На свете не так много «фундаментальных» книг.
Мало книг «универсальных» в том смысле, как это понимал Борхес, книг, которые содержат в себе все другие, представляя как бы целую библиотеку.
Среди них:
Гомер,
Ветхий и Новый Завет.
Я считаю, что оказываю Лукрецию немалую честь, помещая в этот список его поэму.
В зависимости от языка и культуры — «Божественная комедия», Шекспир, Достоевский или «Сумма теологии» Фомы Аквинского.
В общем, я хочу сказать, что для меня все обстоит следующим образом: я не знаю лучшего произведения, чем «Илиада», для того чтобы понять, что такое война, уничтожение, разрушение городов; я знаю, что греческая философия, и в особенности эпикурейцы, в необычайной степени способствовали свободе мысли, убежден, что права человека не могли бы сформироваться без дерзкой гипотезы христианства о том, что человек — подобие Божие, а значит, неприкосновенен. Однако пониманием, что представляет собой человек, что роднит его с другими людьми и отличает, пользуясь вашими словами, от животных (чем не похоже мое сочувствие к кролику, попавшему в ловушку, на сочувствие к жителям осажденного Сараева), одним словом, пониманием, что такое «человеческое достоинство», а главное, верой в него и возможностью защищать его философски я обязан и урокам рабби Акивы[82] и Эмманюэля Левинаса.
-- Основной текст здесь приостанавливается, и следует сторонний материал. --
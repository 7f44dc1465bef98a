//! Least-squares trend extrapolation

use crate::features::mean;
use crate::{GameRecord, Stat};
use serde::Serialize;

/// Minimum number of games needed to fit a trend
pub const MIN_GAMES_FOR_PREDICTION: usize = 5;

/// Slopes smaller than this are reported as flat
const FLAT_SLOPE: f64 = 0.05;

/// Ordinary least-squares line through (index, value) points
#[derive(Debug, Clone, Copy, PartialEq, Serialize)]
pub struct TrendLine {
    pub slope: f64,
    pub intercept: f64,
}

impl TrendLine {
    /// Fit values against their index 0..n-1
    ///
    /// Needs at least two points.
    pub fn fit(values: &[f64]) -> Option<Self> {
        let n = values.len();
        if n < 2 {
            return None;
        }

        let xs: Vec<f64> = (0..n).map(|i| i as f64).collect();
        let mean_x = mean(&xs)?;
        let mean_y = mean(values)?;

        let (covariance, variance) = xs.iter().zip(values).fold((0.0, 0.0), |(cov, var), (x, y)| {
            let dx = x - mean_x;
            (cov + dx * (y - mean_y), var + dx * dx)
        });

        let slope = covariance / variance;
        Some(TrendLine {
            slope,
            intercept: mean_y - slope * mean_x,
        })
    }

    /// Evaluate the line at game index `x`
    pub fn at(&self, x: f64) -> f64 {
        self.intercept + self.slope * x
    }

    /// Arrow showing the direction of the trend
    pub fn direction(&self) -> &'static str {
        if self.slope.abs() < FLAT_SLOPE {
            "→"
        } else if self.slope > 0.0 {
            "↑"
        } else {
            "↓"
        }
    }
}

/// Fitted trend and next-game value for one statistic
#[derive(Debug, Clone, Copy, PartialEq, Serialize)]
pub struct StatTrend {
    pub stat: Stat,
    pub line: TrendLine,
    pub predicted: f64,
}

/// Next-game predictions for points, rebounds and assists
#[derive(Debug, Clone, PartialEq, Serialize)]
pub struct TrendPrediction {
    pub games_used: usize,
    pub points: StatTrend,
    pub rebounds: StatTrend,
    pub assists: StatTrend,
}

impl TrendPrediction {
    /// Base-stat trends in display order
    pub fn trends(&self) -> [StatTrend; 3] {
        [self.points, self.rebounds, self.assists]
    }

    /// Predicted value for a statistic; `Stat::Combined` sums the base predictions
    pub fn predicted(&self, stat: Stat) -> f64 {
        match stat {
            Stat::Points => self.points.predicted,
            Stat::Rebounds => self.rebounds.predicted,
            Stat::Assists => self.assists.predicted,
            Stat::Combined => self.combined(),
        }
    }

    /// Predicted points + rebounds + assists
    pub fn combined(&self) -> f64 {
        self.points.predicted + self.rebounds.predicted + self.assists.predicted
    }
}

/// Result of a prediction attempt
#[derive(Debug, Clone, PartialEq, Serialize)]
pub enum TrendOutcome {
    Predicted(TrendPrediction),
    /// Too few games to fit a trend
    InsufficientData { available: usize, required: usize },
}

/// Predict the next game from games in chronological order
///
/// Each base statistic gets its own line over game index; the prediction is
/// the line evaluated one step past the last game. Values are not clamped.
pub fn predict_next(games: &[GameRecord]) -> TrendOutcome {
    let insufficient = TrendOutcome::InsufficientData {
        available: games.len(),
        required: MIN_GAMES_FOR_PREDICTION,
    };
    if games.len() < MIN_GAMES_FOR_PREDICTION {
        return insufficient;
    }

    let next_index = games.len() as f64;
    let trend = |stat: Stat| -> Option<StatTrend> {
        let values: Vec<f64> = games.iter().map(|g| g.stat(stat)).collect();
        let line = TrendLine::fit(&values)?;
        Some(StatTrend {
            stat,
            line,
            predicted: line.at(next_index),
        })
    };
    let (Some(points), Some(rebounds), Some(assists)) = (
        trend(Stat::Points),
        trend(Stat::Rebounds),
        trend(Stat::Assists),
    ) else {
        return insufficient;
    };

    log::debug!("Fitted trends over {} games", games.len());
    TrendOutcome::Predicted(TrendPrediction {
        games_used: games.len(),
        points,
        rebounds,
        assists,
    })
}

#[cfg(test)]
mod tests {
    use super::*;
    use chrono::{Days, NaiveDate};

    fn make_games(stats: &[(f64, f64, f64)]) -> Vec<GameRecord> {
        let start = NaiveDate::from_ymd_opt(2023, 11, 1).unwrap();
        stats
            .iter()
            .enumerate()
            .map(|(i, &(pts, reb, ast))| {
                let date = start.checked_add_days(Days::new(i as u64 * 30)).unwrap();
                GameRecord::from_matchup(date, "PHX vs. DAL", pts, reb, ast).unwrap()
            })
            .collect()
    }

    fn predicted(outcome: &TrendOutcome) -> &TrendPrediction {
        match outcome {
            TrendOutcome::Predicted(p) => p,
            other => panic!("expected prediction, got {:?}", other),
        }
    }

    #[test]
    fn test_fit_line() {
        let line = TrendLine::fit(&[1.0, 3.0, 5.0, 7.0]).unwrap();
        assert!((line.slope - 2.0).abs() < 1e-9);
        assert!((line.intercept - 1.0).abs() < 1e-9);
        assert!((line.at(4.0) - 9.0).abs() < 1e-9);
        assert!(TrendLine::fit(&[3.0]).is_none());
    }

    #[test]
    fn test_linear_points_extrapolate() {
        let games = make_games(&[
            (10.0, 5.0, 3.0),
            (12.0, 5.0, 3.0),
            (14.0, 5.0, 3.0),
            (16.0, 5.0, 3.0),
            (18.0, 5.0, 3.0),
        ]);
        let outcome = predict_next(&games);
        let prediction = predicted(&outcome);

        assert_eq!(prediction.games_used, 5);
        assert!((prediction.predicted(Stat::Points) - 20.0).abs() < 1e-9);
        assert!((prediction.predicted(Stat::Rebounds) - 5.0).abs() < 1e-9);
        assert!((prediction.predicted(Stat::Assists) - 3.0).abs() < 1e-9);
        assert!((prediction.combined() - 28.0).abs() < 1e-9);
        assert!((prediction.predicted(Stat::Combined) - 28.0).abs() < 1e-9);
    }

    #[test]
    fn test_one_value_per_base_stat() {
        let games = make_games(&[
            (22.0, 7.0, 4.0),
            (31.0, 9.0, 2.0),
            (18.0, 11.0, 6.0),
            (27.0, 6.0, 8.0),
            (25.0, 8.0, 5.0),
            (29.0, 10.0, 7.0),
        ]);
        let outcome = predict_next(&games);
        let prediction = predicted(&outcome);
        let stats: Vec<Stat> = prediction.trends().iter().map(|t| t.stat).collect();
        assert_eq!(stats, Stat::BASE.to_vec());
        assert!(prediction.trends().iter().all(|t| t.predicted.is_finite()));
        for trend in prediction.trends() {
            assert_eq!(prediction.predicted(trend.stat), trend.predicted);
        }
    }

    #[test]
    fn test_prediction_is_deterministic() {
        let games = make_games(&[
            (22.0, 7.0, 4.0),
            (31.0, 9.0, 2.0),
            (18.0, 11.0, 6.0),
            (27.0, 6.0, 8.0),
            (25.0, 8.0, 5.0),
        ]);
        assert_eq!(predict_next(&games), predict_next(&games));
    }

    #[test]
    fn test_insufficient_games() {
        let games = make_games(&[(10.0, 5.0, 3.0); 4]);
        assert_eq!(
            predict_next(&games),
            TrendOutcome::InsufficientData {
                available: 4,
                required: MIN_GAMES_FOR_PREDICTION,
            }
        );
    }

    #[test]
    fn test_no_games() {
        assert_eq!(
            predict_next(&[]),
            TrendOutcome::InsufficientData {
                available: 0,
                required: MIN_GAMES_FOR_PREDICTION,
            }
        );
    }

    #[test]
    fn test_prediction_is_not_clamped() {
        let games = make_games(&[
            (20.0, 4.0, 9.0),
            (15.0, 3.0, 7.0),
            (10.0, 2.0, 5.0),
            (5.0, 1.0, 3.0),
            (0.0, 0.0, 1.0),
        ]);
        let outcome = predict_next(&games);
        let prediction = predicted(&outcome);
        assert!((prediction.predicted(Stat::Points) + 5.0).abs() < 1e-9);
        assert!((prediction.predicted(Stat::Rebounds) + 1.0).abs() < 1e-9);
        assert!((prediction.predicted(Stat::Assists) + 1.0).abs() < 1e-9);
    }

    #[test]
    fn test_trend_direction() {
        let up = TrendLine { slope: 1.2, intercept: 0.0 };
        let down = TrendLine { slope: -0.6, intercept: 0.0 };
        let flat = TrendLine { slope: 0.01, intercept: 0.0 };
        assert_eq!(up.direction(), "↑");
        assert_eq!(down.direction(), "↓");
        assert_eq!(flat.direction(), "→");
    }
}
На этом уровне, мне кажется, уже не важно (или еще не важно), «реалисты» мы или нет.
В этом уголке нашей души позитивизму (или тому, что вы так именуете) угнездиться негде.
Тут дело не в «вероломстве», не в «метафизике», а в аксиомах, только в аксиомах, в натуральном ряде чисел нашего мышления, как в арифметике, в первичных, основных модулях, из которых для каждого из нас складывается и все остальное.